Let $(\Omega,\mathcal{F},\mathbb{P})$ be a probability space, let $(E,\mathcal{E})$ be a measurable space, and let $X:[0,\infty) \times \Omega \to E$ be a measurable function with the property that for any $n \in \mathbb{N}$, for all $\tau,t_1,\ldots,t_n \geq 0$ the image measure of $\mathbb{P}$ under the $E^n$-valued map

$\hspace{5mm} \omega \mapsto \left( X(t_1,\omega),\ldots,X(t_n,\omega) \right)$

is equal to the image measure of $\mathbb{P}$ under the $E^n$-valued map

$\hspace{5mm} \omega \mapsto \left( X(t_1+\tau,\omega),\ldots,X(t_n+\tau,\omega) \right)$.

Is it necessarily the case that for any $n \in \mathbb{N}$, for all $A \in \mathcal{E}^{\otimes n}$ and all $s,\tau,t_1,\ldots,t_n \geq 0$, the image measure of $\mathbb{P}$ under the $\mathbb{R}$-valued map

$\hspace{2mm} \omega \mapsto \textrm{Leb}(t \in [0,s]: \left( X(t_1+t,\omega),\ldots,X(t_n+t,\omega) \right) \in A )$

is equal to the image measure of $\mathbb{P}$ under the $\mathbb{R}$-valued map

$\hspace{2mm} \omega \mapsto \textrm{Leb}(t \in [\tau,\tau+s]: \left( X(t_1+t,\omega),\ldots,X(t_n+t,\omega) \right) \in A )$

(where $\textrm{Leb}$ denotes the Lebesgue measure)?

How about in the special case that $(E,\mathcal{E})=(\mathbb{R},\mathcal{B}(\mathbb{R}))$?

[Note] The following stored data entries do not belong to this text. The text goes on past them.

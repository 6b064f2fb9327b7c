mod common;

// self
use common::*;
use paced_client::{RateLimitConfig, time::Duration};

#[tokio::test]
async fn constant_rate_of_one_per_second() {
	let Harness { client, clock, recorder, .. } =
		harness(RateLimitConfig::new(1., 1., Duration::seconds(1_000)));

	// Several scenarios keep demand above the rate even while one waits on its response.
	for _ in 0..3 {
		tokio::spawn(scenario(client.clone()));
	}

	settle().await;

	for expected in 0..=8 {
		assert_eq!(recorder.sent_count(), expected, "admissions after {expected}s");
		assert_eq!(client.dispatched(), expected as u64);

		clock.advance(Duration::SECOND);
		settle().await;
	}
}

#[tokio::test]
async fn ramp_from_zero_to_ten_over_ten_seconds_then_hold() {
	let Harness { client, clock, recorder, .. } =
		harness(RateLimitConfig::new(0., 10., Duration::seconds(10)));

	for _ in 0..200 {
		tokio::spawn(scenario(client.clone()));
	}

	settle().await;

	let expected = [0, 1, 3, 6, 10, 15, 21, 28, 36, 45, 55, 65, 75];

	for (second, expected) in expected.into_iter().enumerate() {
		assert_eq!(recorder.sent_count(), expected, "admissions after {second}s");

		clock.advance(Duration::SECOND);
		settle().await;
	}
}

#[tokio::test]
async fn ramp_matches_closed_form_with_eager_demand() {
	const RATE: u64 = 4;
	const RAMP_SECS: u64 = 4;

	let Harness { client, clock, recorder, .. } =
		harness(RateLimitConfig::new(0., RATE as f64, Duration::seconds(RAMP_SECS as i64)));
	let handles = (0..100).map(|_| client.url(BASE_URL).get()).collect::<Vec<_>>();

	for t in 1..=8_u64 {
		clock.advance(Duration::SECOND);

		let expected = if t <= RAMP_SECS {
			RATE * t * (t + 1) / (2 * RAMP_SECS)
		} else {
			RATE * (RAMP_SECS + 1) / 2 + RATE * (t - RAMP_SECS)
		};

		assert_eq!(recorder.sent_count() as u64, expected, "admissions after {t}s");
	}

	assert_eq!(client.queued(), 100 - recorder.sent_count());

	drop(handles);
}

#[tokio::test]
async fn fractional_rate_holds_long_run_average() {
	let Harness { clock, recorder, client, .. } = harness(RateLimitConfig::constant(0.5));
	let handles = (0..20).map(|_| client.url(BASE_URL).get()).collect::<Vec<_>>();
	let mut previous = 0;

	for t in 1..=20 {
		clock.advance(Duration::SECOND);

		let sent = recorder.sent_count();

		assert!(sent >= previous, "admissions must never decrease");
		assert_eq!(sent, t / 2);

		previous = sent;
	}

	drop(handles);
}

#[tokio::test]
async fn sub_second_ticks_converge_to_the_configured_rate() {
	let Harness { client, clock, recorder, .. } = harness(RateLimitConfig::constant(3.));
	let handles = (0..50).map(|_| client.url(BASE_URL).get()).collect::<Vec<_>>();

	for _ in 0..40 {
		clock.advance(Duration::milliseconds(250));
	}

	assert_eq!(recorder.sent_count(), 30);
	assert_eq!(client.elapsed(), Duration::seconds(10));

	drop(handles);
}
//! Lifecycle events and the fan-out bus that delivers them to listeners.

// std
use std::panic::{self, AssertUnwindSafe};
// self
use crate::{
	_prelude::*,
	error::ListenerError,
	request::{Request, RequestId},
};

/// Callback registered on an [`EventBus`].
pub type Listener = Arc<dyn Fn(&Event) + Send + Sync>;

/// Lifecycle notifications published by the client.
///
/// `RequestSent` fires exactly once per admitted request, in admission order. The completion
/// variants fire from the producer's task once the transport finishes and are therefore ordered
/// only per request.
#[derive(Clone, Debug, PartialEq, Eq)]
#[non_exhaustive]
pub enum Event {
	/// The scheduler admitted the request and handed it to the transport.
	RequestSent {
		/// Admitted request.
		request: Request,
	},
	/// The transport produced a response.
	ResponseReceived {
		/// Request that was answered.
		request: Request,
		/// Response status code.
		status: u16,
		/// Clock time between admission and completion.
		latency: Duration,
	},
	/// The transport failed.
	RequestFailed {
		/// Request that failed.
		request: Request,
		/// Rendered transport error.
		reason: String,
	},
}
impl Event {
	/// Returns a stable label suitable for logs.
	pub const fn kind(&self) -> &'static str {
		match self {
			Event::RequestSent { .. } => "request_sent",
			Event::ResponseReceived { .. } => "response_received",
			Event::RequestFailed { .. } => "request_failed",
		}
	}

	/// Request the event refers to.
	pub fn request(&self) -> &Request {
		match self {
			Event::RequestSent { request }
			| Event::ResponseReceived { request, .. }
			| Event::RequestFailed { request, .. } => request,
		}
	}
}

/// Ordered fan-out of [`Event`]s to every registered listener.
///
/// Listeners run synchronously on the publishing thread. A panicking listener is caught and
/// reported as a [`ListenerError`]; delivery continues with the next listener.
#[derive(Default)]
pub struct EventBus {
	listeners: RwLock<Vec<Listener>>,
}
impl EventBus {
	/// Registers a listener that receives every subsequent event.
	pub fn add_listener<F>(&self, listener: F)
	where
		F: 'static + Fn(&Event) + Send + Sync,
	{
		self.listeners.write().push(Arc::new(listener));
	}

	/// Number of registered listeners.
	pub fn len(&self) -> usize {
		self.listeners.read().len()
	}

	/// Returns `true` when no listener is registered.
	pub fn is_empty(&self) -> bool {
		self.listeners.read().is_empty()
	}

	/// Delivers `event` to each listener in registration order, returning the isolated failures.
	pub fn publish(&self, event: &Event) -> Vec<ListenerError> {
		// Snapshot so listeners may register further listeners without deadlocking.
		let listeners = self.listeners.read().clone();

		listeners
			.iter()
			.enumerate()
			.filter_map(|(idx, listener)| {
				panic::catch_unwind(AssertUnwindSafe(|| listener(event))).err().map(|payload| {
					ListenerError {
						listener: idx,
						event: event.kind(),
						message: panic_message(payload.as_ref()),
					}
				})
			})
			.collect()
	}
}
impl Debug for EventBus {
	fn fmt(&self, f: &mut Formatter) -> FmtResult {
		f.debug_struct("EventBus").field("listeners", &self.len()).finish()
	}
}

/// Listener that keeps every event it sees, for assertions and post-run reports.
#[derive(Clone, Debug, Default)]
pub struct EventRecorder(Arc<Mutex<Vec<Event>>>);
impl EventRecorder {
	/// Returns a listener closure appending into this recorder.
	pub fn listener(&self) -> impl 'static + Fn(&Event) + Send + Sync {
		let events = Arc::clone(&self.0);

		move |event| events.lock().push(event.clone())
	}

	/// All recorded events in delivery order.
	pub fn events(&self) -> Vec<Event> {
		self.0.lock().clone()
	}

	/// Requests observed through [`Event::RequestSent`], in admission order.
	pub fn sent(&self) -> Vec<Request> {
		self.0
			.lock()
			.iter()
			.filter_map(|event| match event {
				Event::RequestSent { request } => Some(request.clone()),
				_ => None,
			})
			.collect()
	}

	/// Identifiers of admitted requests, in admission order.
	pub fn sent_ids(&self) -> Vec<RequestId> {
		self.sent().iter().map(Request::id).collect()
	}

	/// Number of admitted requests observed so far.
	pub fn sent_count(&self) -> usize {
		self.0.lock().iter().filter(|event| matches!(event, Event::RequestSent { .. })).count()
	}

	/// Drops every recorded event.
	pub fn clear(&self) {
		self.0.lock().clear();
	}
}

fn panic_message(payload: &(dyn std::any::Any + Send)) -> String {
	if let Some(message) = payload.downcast_ref::<&str>() {
		return (*message).to_owned();
	}
	if let Some(message) = payload.downcast_ref::<String>() {
		return message.clone();
	}

	String::from("listener panicked with a non-string payload")
}
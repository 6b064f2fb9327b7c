//! Discrete admission budget derived from a continuous [`RateFunction`].

// self
use crate::{_prelude::*, rate::RateFunction};

/// Slack added before flooring so that carries accumulated in binary floating point (ten times
/// `0.1`, for example) still release the whole unit they add up to.
const CARRY_EPSILON: f64 = 1e-9;

/// Integrates a [`RateFunction`] into a monotonically non-decreasing count of allowed requests.
///
/// Each [`advance`](BudgetAccumulator::advance) to elapsed time `t` adds
/// `rate(t) * (t - last_tick) + carry`; the whole part joins `allowed_total` and the fraction
/// carries into the next advance so non-integer rates are honored on average.
#[derive(Clone, Debug)]
pub struct BudgetAccumulator {
	rate: RateFunction,
	allowed_total: u64,
	carry: f64,
	last_tick: Duration,
}
impl BudgetAccumulator {
	/// Creates an accumulator positioned at zero elapsed time.
	pub fn new(rate: RateFunction) -> Self {
		Self::starting_at(rate, Duration::ZERO)
	}

	/// Creates an accumulator whose first interval starts at `origin`.
	pub fn starting_at(rate: RateFunction, origin: Duration) -> Self {
		Self { rate, allowed_total: 0, carry: 0., last_tick: origin }
	}

	/// Advances to `now`, returning the number of newly allowed requests.
	///
	/// Times at or before the previous tick allow nothing and leave the state untouched.
	pub fn advance(&mut self, now: Duration) -> u64 {
		if now <= self.last_tick {
			return 0;
		}

		let step = (now - self.last_tick).as_seconds_f64();
		let delta = self.rate.rate_at(now) * step + self.carry;
		let whole = (delta + CARRY_EPSILON).floor();

		self.carry = (delta - whole).max(0.);
		self.last_tick = now;

		// Float-to-int casts saturate, so absurd rates clamp instead of wrapping.
		let newly = whole as u64;

		self.allowed_total = self.allowed_total.saturating_add(newly);

		newly
	}

	/// Total requests allowed since construction.
	pub fn allowed_total(&self) -> u64 {
		self.allowed_total
	}

	/// Fractional budget carried into the next advance, in `[0, 1)`.
	pub fn carry(&self) -> f64 {
		self.carry
	}

	/// Elapsed time of the most recent advance.
	pub fn last_tick(&self) -> Duration {
		self.last_tick
	}

	/// Rate function being integrated.
	pub fn rate(&self) -> &RateFunction {
		&self.rate
	}
}
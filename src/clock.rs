//! Elapsed-time sources that drive admission budgets.
//!
//! All scheduling math reads time exclusively through [`Clock::elapsed`], so swapping the
//! [`SystemClock`] for a [`ManualClock`] makes a whole client deterministic.

// std
use std::time::Instant;
// self
use crate::_prelude::*;

/// Callback registered through [`Clock::on_advance`].
///
/// The hook returns `false` once its owner is gone so the clock can drop it.
pub type AdvanceHook = Arc<dyn Fn() -> bool + Send + Sync>;

/// Monotonic source of elapsed time.
pub trait Clock
where
	Self: Send + Sync,
{
	/// Time elapsed since the clock's origin; never decreases.
	fn elapsed(&self) -> Duration;

	/// Registers a hook invoked synchronously after every manual advance.
	///
	/// Real clocks never advance manually, so the default implementation discards the hook and
	/// callers fall back to a periodic ticker.
	fn on_advance(&self, hook: AdvanceHook) {
		let _ = hook;
	}
}

/// Wall-clock implementation backed by [`Instant`].
#[derive(Clone, Copy, Debug)]
pub struct SystemClock {
	origin: Instant,
}
impl SystemClock {
	/// Starts a clock whose origin is the current instant.
	pub fn new() -> Self {
		Self { origin: Instant::now() }
	}
}
impl Default for SystemClock {
	fn default() -> Self {
		Self::new()
	}
}
impl Clock for SystemClock {
	fn elapsed(&self) -> Duration {
		Duration::try_from(self.origin.elapsed()).unwrap_or(Duration::MAX)
	}
}

/// Virtual clock advanced explicitly by tests or simulations.
///
/// Clones share the same timeline, so a test keeps one handle while the client owns another.
/// Every [`advance`](ManualClock::advance) runs the registered hooks before returning, which lets
/// a test observe the resulting admissions synchronously.
#[derive(Clone, Default)]
pub struct ManualClock(Arc<ManualClockInner>);
impl ManualClock {
	/// Creates a clock positioned at zero elapsed time.
	pub fn new() -> Self {
		Self::default()
	}

	/// Moves time forward by `by` and notifies every hook. Negative durations are ignored.
	pub fn advance(&self, by: Duration) {
		if by.is_negative() {
			return;
		}

		*self.0.elapsed.lock() += by;

		self.notify();
	}

	/// Moves time forward to `to`; earlier targets leave the clock untouched.
	pub fn advance_to(&self, to: Duration) {
		{
			let mut elapsed = self.0.elapsed.lock();

			if to <= *elapsed {
				return;
			}

			*elapsed = to;
		}

		self.notify();
	}

	/// Number of live hooks currently registered.
	pub fn hook_count(&self) -> usize {
		self.0.hooks.lock().len()
	}

	fn notify(&self) {
		// Hooks run without the lock held so they may read the clock or register new hooks.
		let hooks = self.0.hooks.lock().clone();
		let dead = hooks.into_iter().filter(|hook| !hook()).collect::<Vec<_>>();

		if !dead.is_empty() {
			self.0.hooks.lock().retain(|hook| !dead.iter().any(|d| Arc::ptr_eq(hook, d)));
		}
	}
}
impl Clock for ManualClock {
	fn elapsed(&self) -> Duration {
		*self.0.elapsed.lock()
	}

	fn on_advance(&self, hook: AdvanceHook) {
		self.0.hooks.lock().push(hook);
	}
}
impl Debug for ManualClock {
	fn fmt(&self, f: &mut Formatter) -> FmtResult {
		f.debug_struct("ManualClock")
			.field("elapsed", &self.elapsed())
			.field("hooks", &self.hook_count())
			.finish()
	}
}

struct ManualClockInner {
	elapsed: Mutex<Duration>,
	hooks: Mutex<Vec<AdvanceHook>>,
}
impl Default for ManualClockInner {
	fn default() -> Self {
		Self { elapsed: Mutex::new(Duration::ZERO), hooks: Mutex::new(Vec::new()) }
	}
}
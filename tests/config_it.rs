// self
use paced_client::{
	Client, ClientConfig, ConfigError, EchoTransport, ManualClock, RateLimitConfig,
	time::Duration,
};

fn build(rate_limit: RateLimitConfig) -> Result<Client, ConfigError> {
	Client::builder()
		.rate_limit(rate_limit)
		.clock(ManualClock::new())
		.transport(EchoTransport::default())
		.build()
}

#[test]
fn builder_rejects_invalid_rate_limits() {
	let err = build(RateLimitConfig::new(-1., 5., Duration::SECOND))
		.expect_err("Negative start rate should fail fast.");

	assert!(matches!(err, ConfigError::NegativeRate { field: "start_rate", .. }));

	let err = build(RateLimitConfig::new(1., f64::NAN, Duration::SECOND))
		.expect_err("NaN target rate should fail fast.");

	assert!(matches!(err, ConfigError::NonFiniteRate { field: "target_rate", .. }));

	let err = build(RateLimitConfig::new(1., 5., Duration::ZERO))
		.expect_err("Zero ramp duration should fail fast.");

	assert!(matches!(err, ConfigError::NonPositiveRampDuration { .. }));

	let err = build(RateLimitConfig::constant(1e19))
		.expect_err("Rates too large to count should fail fast.");

	assert!(matches!(err, ConfigError::RateTooHigh { field: "start_rate", .. }));
}

#[test]
fn builder_requires_rate_limit_and_positive_tick() {
	let err = Client::builder()
		.transport(EchoTransport::default())
		.build()
		.expect_err("Missing rate limit should fail.");

	assert!(matches!(err, ConfigError::MissingRateLimit));

	let err = Client::builder()
		.rate_limit(RateLimitConfig::constant(1.))
		.tick_interval(Duration::ZERO)
		.transport(EchoTransport::default())
		.build()
		.expect_err("Zero tick interval should fail.");

	assert!(matches!(err, ConfigError::NonPositiveTickInterval { .. }));
}

#[test]
fn builder_needs_a_runtime_for_transport_calls() {
	let err = build(RateLimitConfig::constant(1.))
		.expect_err("Building outside a runtime without a handle should fail.");

	assert!(matches!(err, ConfigError::MissingRuntime));

	let runtime = tokio::runtime::Builder::new_current_thread()
		.enable_all()
		.build()
		.expect("Test runtime should build.");
	let client = Client::builder()
		.rate_limit(RateLimitConfig::constant(1.))
		.clock(ManualClock::new())
		.transport(EchoTransport::default())
		.runtime(runtime.handle().clone())
		.build()
		.expect("An explicit runtime handle should be accepted.");

	assert_eq!(client.dispatched(), 0);
}

#[tokio::test]
async fn json_config_drives_the_builder() {
	let config = ClientConfig::from_json_str(
		r#"{
			"rate_limit": { "start_rate": 0, "target_rate": 10, "ramp_duration": 10 },
			"tick_interval": 0.05
		}"#,
	)
	.expect("Valid JSON configuration should parse.");
	let client = Client::builder()
		.config(config)
		.clock(ManualClock::new())
		.transport(EchoTransport::default())
		.build()
		.expect("Parsed configuration should build a client.");

	assert_eq!(client.config().tick_interval, Duration::milliseconds(50));
	assert_eq!(client.config().rate_limit.target_rate(), 10.);
	assert!(!client.config().rate_limit.is_constant());
}

#[test]
fn json_errors_name_the_offending_field() {
	let err = ClientConfig::from_json_str(
		r#"{ "rate_limit": { "start_rate": "fast", "target_rate": 1, "ramp_duration": 1 } }"#,
	)
	.expect_err("String rate should not parse.");

	match err {
		ConfigError::Parse { path, .. } => assert_eq!(path, "rate_limit.start_rate"),
		other => panic!("Unexpected error: {other:?}"),
	}

	let err = ClientConfig::from_json_slice(
		br#"{ "rate_limit": { "start_rate": 1, "target_rate": 1, "ramp_duration": -2 } }"#,
	)
	.expect_err("Negative ramp should fail validation.");

	assert!(matches!(err, ConfigError::NonPositiveRampDuration { .. }));

	let err = ClientConfig::from_json_str(
		r#"{ "rate_limit": { "start_rate": 1, "target_rate": 1, "ramp_duration": 1 } } trailing"#,
	)
	.expect_err("Trailing input should be rejected.");

	assert!(matches!(err, ConfigError::TrailingCharacters { .. }));
}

Now I've asked the above question in quite a general form, but what I ultimately want is: if $(X_t)_{t \geq 0}$ is a measurable stationary stochastic process in continuous time, then is the discrete-time stochastic process $\left( \int_n^{n+1} g(X_t) \, dt \right)_{n \geq 0}$ necessarily also stationary (where $g$ is a bounded measurable function)??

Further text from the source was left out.